In that case, the whole pattern wasn’t proprietary. Is it something that was needed for a proper fit?
In this case, we didn’t have the CAD and we needed something to mount to this whole pattern but it was hard to access in a difficult place. That’s where 3D scanning came in. We didn’t fully reverse engineer the whole part, just the specific locations.
I could see that being very useful with modifying or enhancing products especially the more outer shell of a product or appearance, but there’s a certain structure underneath with attachment points and things that you have to match up with.
It’s not just that, but a lot of people like to do this when we’re creating creative accessories, things that we want to add on decorative knobs, or other things like that. We have things we have to match up to. Sometimes it’s much easier to develop the geometry if we have the original part, to begin with or if we have something to start from. That makes it easier. I can see that as being critically important. The workflow for reverse engineering for how you’re going to work through the process is fragmented. The way that I would describe it is it’s broken up into pieces and it’s hacked together with which tools you used. I’d love to know how you sit back, analyze, and say, “I’ve got this part I want to create. What am I going to put together?” Do you think about that or do you always go to the same tools?

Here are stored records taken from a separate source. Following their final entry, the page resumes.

/// Applies `command` to `old`, returning the resulting state. Returns
/// `old` unchanged for forbidden moves (device off, relative state
/// already maxed, or a needless undo).
pub fn apply(old: &State, command: Command) -> State {
    let mut new = *old;

    match command {
        Command::FrontOnOff => {
            new.frontled_on = 1 - old.frontled_on;
            new.frontled_paused = 0;
        }

        Command::FrontPlayPause => {
            if old.frontled_on == 1 {
                new.frontled_paused = 1 - old.frontled_paused;
            }
        }

        Command::FrontDim => {
            if old.frontled_on == 1 && old.frontled_mode_is_color() {
                match apply_forbidden_trit(old.frontled_rel_brightness, 2) {
                    Some(v) => new.frontled_rel_brightness = v,
                    None => return *old,
                }
            }
        }

        Command::FrontBrighten => {
            if old.frontled_on == 1 && old.frontled_mode_is_color() {
                match apply_forbidden_trit(old.frontled_rel_brightness, 1) {
                    Some(v) => new.frontled_rel_brightness = v,
                    None => return *old,
                }
            }
        }

        Command::FrontR => set_frontled_mode(&mut new, old, 0),
        Command::FrontG => set_frontled_mode(&mut new, old, 5),
        Command::FrontB => set_frontled_mode(&mut new, old, 10),
        Command::FrontW => set_frontled_mode(&mut new, old, 15),
        Command::FrontW2 => set_frontled_mode(&mut new, old, 16),
        Command::FrontW3 => set_frontled_mode(&mut new, old, 17),
        Command::FrontW4 => set_frontled_mode(&mut new, old, 18),
        Command::FrontB2 => set_frontled_mode(&mut new, old, 11),
        Command::FrontB3 => set_frontled_mode(&mut new, old, 12),
        Command::FrontB4 => set_frontled_mode(&mut new, old, 13),
        Command::FrontG2 => set_frontled_mode(&mut new, old, 6),
        Command::FrontG3 => set_frontled_mode(&mut new, old, 7),
        Command::FrontG4 => set_frontled_mode(&mut new, old, 8),
        Command::FrontR2 => set_frontled_mode(&mut new, old, 1),
        Command::FrontR3 => set_frontled_mode(&mut new, old, 2),
        Command::FrontR4 => set_frontled_mode(&mut new, old, 3),

        Command::FrontW5PotFade => {
            set_frontled_mode(&mut new, old, 19);
            set_potled_mode(&mut new, old, 17);
        }
        Command::FrontB5PotB4 => {
            set_frontled_mode(&mut new, old, 14);
            set_potled_mode(&mut new, old, 13);
        }
        Command::FrontG5PotR4 => {
            set_frontled_mode(&mut new, old, 9);
            set_potled_mode(&mut new, old, 3);
        }
        Command::FrontR5PotG4 => {
            set_frontled_mode(&mut new, old, 4);
            set_potled_mode(&mut new, old, 8);
        }

        Command::FrontRupPotG3 | Command::BackR5FrontRup => {
            if command == Command::FrontRupPotG3 {
                set_potled_mode(&mut new, old, 7);
            }
            if command == Command::BackR5FrontRup {
                set_backled_mode(&mut new, old, 4);
            }
            if old.frontled_on == 1 {
                if let Some(diy) = diy_in_mode(old) {
                    if !apply_diy_rgb_trit(&mut new, diy, State::get_r, State::set_r, 1) {
                        return *old;
                    }
                }
            }
        }
        Command::FrontRdownPotG5 | Command::BackR4FrontRdown => {
            if command == Command::FrontRdownPotG5 {
                set_potled_mode(&mut new, old, 9);
            }
            if command == Command::BackR4FrontRdown {
                set_backled_mode(&mut new, old, 3);
            }
            if old.frontled_on == 1 {
                if let Some(diy) = diy_in_mode(old) {
                    if !apply_diy_rgb_trit(&mut new, diy, State::get_r, State::set_r, 2) {
                        return *old;
                    }
                }
            }
        }
        Command::FrontGupPotR3 | Command::BackG5FrontGup => {
            if command == Command::FrontGupPotR3 {
                set_potled_mode(&mut new, old, 2);
            }
            if command == Command::BackG5FrontGup {
                set_backled_mode(&mut new, old, 9);
            }
            if old.frontled_on == 1 {
                if let Some(diy) = diy_in_mode(old) {
                    if !apply_diy_rgb_trit(&mut new, diy, State::get_g, State::set_g, 1) {
                        return *old;
                    }
                }
            }
        }
        Command::FrontGdownPotR5 | Command::BackG4FrontGdown => {
            if command == Command::FrontGdownPotR5 {
                set_potled_mode(&mut new, old, 4);
            }
            if command == Command::BackG4FrontGdown {
                set_backled_mode(&mut new, old, 8);
            }
            if old.frontled_on == 1 {
                if let Some(diy) = diy_in_mode(old) {
                    if !apply_diy_rgb_trit(&mut new, diy, State::get_g, State::set_g, 2) {
                        return *old;
                    }
                }
            }
        }
        Command::FrontBupPotB3 | Command::BackB5FrontBup => {
            if command == Command::FrontBupPotB3 {
                set_potled_mode(&mut new, old, 12);
            }
            if command == Command::BackB5FrontBup {
                set_backled_mode(&mut new, old, 14);
            }
            if old.frontled_on == 1 {
                if let Some(diy) = diy_in_mode(old) {
                    if !apply_diy_rgb_trit(&mut new, diy, State::get_b, State::set_b, 1) {
                        return *old;
                    }
                }
            }
        }
        Command::FrontBdownPotB5 | Command::BackB4FrontBdown => {
            if command == Command::FrontBdownPotB5 {
                set_potled_mode(&mut new, old, 14);
            }
            if command == Command::BackB4FrontBdown {
                set_backled_mode(&mut new, old, 13);
            }
            if old.frontled_on == 1 {
                if let Some(diy) = diy_in_mode(old) {
                    if !apply_diy_rgb_trit(&mut new, diy, State::get_b, State::set_b, 2) {
                        return *old;
                    }
                }
            }
        }

        Command::FrontQuickPotStrobe | Command::BackSmoothFrontQuick => {
            if command == Command::FrontQuickPotStrobe {
                set_potled_mode(&mut new, old, 18);
            }
            if command == Command::BackSmoothFrontQuick {
                set_backled_mode(&mut new, old, 16);
            }
            if old.frontled_on == 1 && !old.frontled_mode_is_color() {
                match apply_forbidden_trit(old.frontled_rel_speed, 1) {
                    Some(v) => new.frontled_rel_speed = v,
                    None => return *old,
                }
            }
        }
        Command::FrontSlowPotSmooth | Command::BackFadeFrontSlow => {
            if command == Command::FrontSlowPotSmooth {
                set_potled_mode(&mut new, old, 16);
            }
            if command == Command::BackFadeFrontSlow {
                set_backled_mode(&mut new, old, 17);
            }
            if old.frontled_on == 1 && !old.frontled_mode_is_color() {
                match apply_forbidden_trit(old.frontled_rel_speed, 2) {
                    Some(v) => new.frontled_rel_speed = v,
                    None => return *old,
                }
            }
        }

        Command::FrontAutoPotFlash | Command::BackStrobeFrontAuto => {
            if command == Command::FrontAutoPotFlash {
                set_potled_mode(&mut new, old, 19);
            }
            if command == Command::BackStrobeFrontAuto {
                set_backled_mode(&mut new, old, 18);
            }
            if old.frontled_on == 1 {
                new.frontled_mode = 26;
                new.frontled_paused = 0;
            }
        }

        Command::FrontDiy1PotG2 | Command::BackR3FrontDiy1 => {
            if command == Command::FrontDiy1PotG2 {
                set_potled_mode(&mut new, old, 6);
            }
            if command == Command::BackR3FrontDiy1 {
                set_backled_mode(&mut new, old, 2);
            }
            if old.frontled_on == 1 {
                new.frontled_mode = 20;
            }
        }
        Command::FrontDiy2PotR2 | Command::BackG3FrontDiy2 => {
            if command == Command::FrontDiy2PotR2 {
                set_potled_mode(&mut new, old, 1);
            }
            if command == Command::BackG3FrontDiy2 {
                set_backled_mode(&mut new, old, 7);
            }
            if old.frontled_on == 1 {
                new.frontled_mode = 21;
            }
        }
        Command::FrontDiy3PotB2 | Command::BackB3FrontDiy3 => {
            if command == Command::FrontDiy3PotB2 {
                set_potled_mode(&mut new, old, 11);
            }
            if command == Command::BackB3FrontDiy3 {
                set_backled_mode(&mut new, old, 12);
            }
            if old.frontled_on == 1 {
                new.frontled_mode = 22;
            }
        }
        Command::FrontDiy4PotG | Command::BackR2FrontDiy4 => {
            if command == Command::FrontDiy4PotG {
                set_potled_mode(&mut new, old, 5);
            }
            if command == Command::BackR2FrontDiy4 {
                set_backled_mode(&mut new, old, 1);
            }
            if old.frontled_on == 1 {
                new.frontled_mode = 23;
            }
        }
        Command::FrontDiy5PotR | Command::BackG2FrontDiy5 => {
            if command == Command::FrontDiy5PotR {
                set_potled_mode(&mut new, old, 0);
            }
            if command == Command::BackG2FrontDiy5 {
                set_backled_mode(&mut new, old, 6);
            }
            if old.frontled_on == 1 {
                new.frontled_mode = 24;
            }
        }
        Command::FrontDiy6PotB | Command::BackB2FrontDiy6 => {
            if command == Command::FrontDiy6PotB {
                set_potled_mode(&mut new, old, 10);
            }
            if command == Command::BackB2FrontDiy6 {
                set_backled_mode(&mut new, old, 11);
            }
            if old.frontled_on == 1 {
                new.frontled_mode = 25;
            }
        }

        Command::FrontFlashPotW | Command::BackFlashFrontFlash => {
            if command == Command::FrontFlashPotW {
                set_potled_mode(&mut new, old, 15);
            }
            if command == Command::BackFlashFrontFlash {
                set_backled_mode(&mut new, old, 19);
            }
            if old.frontled_on == 1 {
                new.frontled_mode = 27;
                new.frontled_paused = 0;
            }
        }

        Command::FrontFade3PotOff | Command::BackBFrontFade3 => {
            if command == Command::FrontFade3PotOff && old.potled_on == 1 {
                new.potled_on = 0;
            }
            if command == Command::BackBFrontFade3 {
                set_backled_mode(&mut new, old, 10);
            }
            if old.frontled_on == 1 {
                new.frontled_mode = 30;
                new.frontled_paused = 0;
            }
        }

        Command::FrontFade7PotOn | Command::BackWFrontFade7 => {
            if command == Command::FrontFade7PotOn && old.potled_on == 0 {
                new.potled_on = 1;
            }
            if command == Command::BackWFrontFade7 {
                set_backled_mode(&mut new, old, 15);
            }
            if old.frontled_on == 1 {
                new.frontled_mode = 31;
                new.frontled_paused = 0;
            } else {
                new.frontled_calibration =
                    (old.frontled_calibration + 1) % crate::state::FRONTLED_CALIBRATION_LENGTH;
            }
        }

        Command::FrontJump3PotDown => {
            if old.frontled_on == 1 {
                new.frontled_mode = 28;
                new.frontled_paused = 0;
            }
            if old.potled_on == 1 {
                if old.potled_mode_is_color() {
                    match apply_forbidden_trit(old.potled_rel_brightness, 2) {
                        Some(v) => new.potled_rel_brightness = v,
                        None => return *old,
                    }
                } else {
                    match apply_forbidden_trit(old.potled_rel_speed, 2) {
                        Some(v) => new.potled_rel_speed = v,
                        None => return *old,
                    }
                }
            }
        }
        Command::FrontJump7PotUp => {
            if old.frontled_on == 1 {
                new.frontled_mode = 29;
                new.frontled_paused = 0;
            }
            if old.potled_on == 1 {
                if old.potled_mode_is_color() {
                    match apply_forbidden_trit(old.potled_rel_brightness, 1) {
                        Some(v) => new.potled_rel_brightness = v,
                        None => return *old,
                    }
                } else {
                    match apply_forbidden_trit(old.potled_rel_speed, 1) {
                        Some(v) => new.potled_rel_speed = v,
                        None => return *old,
                    }
                }
            }
        }

        Command::BackRFrontJump3 => {
            if old.backled_on == 1 {
                new.backled_mode = 0;
            }
            if old.frontled_on == 1 {
                new.frontled_mode = 28;
                new.frontled_paused = 0;
            }
        }
        Command::BackGFrontJump7 => {
            if old.backled_on == 1 {
                new.backled_mode = 5;
            }
            if old.frontled_on == 1 {
                new.frontled_mode = 29;
                new.frontled_paused = 0;
            }
        }

        Command::BackOn => new.backled_on = 1,
        Command::BackOff => new.backled_on = 0,

        Command::BackDown => {
            if old.backled_on == 1 {
                if old.backled_mode_is_color() {
                    match apply_forbidden_trit(old.backled_rel_brightness, 2) {
                        Some(v) => new.backled_rel_brightness = v,
                        None => return *old,
                    }
                } else {
                    match apply_forbidden_trit(old.backled_rel_speed, 2) {
                        Some(v) => new.backled_rel_speed = v,
                        None => return *old,
                    }
                }
            }
        }
        Command::BackUp => {
            if old.backled_on == 1 {
                if old.backled_mode_is_color() {
                    match apply_forbidden_trit(old.backled_rel_brightness, 1) {
                        Some(v) => new.backled_rel_brightness = v,
                        None => return *old,
                    }
                } else {
                    match apply_forbidden_trit(old.backled_rel_speed, 1) {
                        Some(v) => new.backled_rel_speed = v,
                        None => return *old,
                    }
                }
            }
        }
    }

    new
}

I always try to approach a part differently. In different cases, I’ll have different tools that are available to me and it’s a different end-use case. If it’s a more cosmetic part, I might not gravitate to a high accuracy scanned part. It’s the texture map that I’m looking for. For example, one of the parts that I worked on was this Porsche hub cap. It came from an employee who had three of them from his Porsche that was very rare a car. He wanted to scan this part, print it, and recreate it. It was this electroplated part that popped up on my desk. When I looked at it, I was like, “This is going to be very hard to scan because it’s shiny.”
Material and surface quality have a lot to do with that.
Optical scanners, especially the structured light scanner that I was using, doesn’t do well with shiny objects because the reflections cause a lot of issues. In this case, I took the geometry so the logo was important for this cosmetic part. Everything else was a simple bracket where it popped into that wheel center and we could take caliper measurements and recreate it based on that. I blended the tools where it’s either using calipers or measuring it virtually with common SPECT, taking the actual logo, placing that onto the CAD part, and blending both of those tools. In this case, we used the scanning software Magic to go into the logo. We touch it up, print it a couple of times, and iterate through that to get to that final part.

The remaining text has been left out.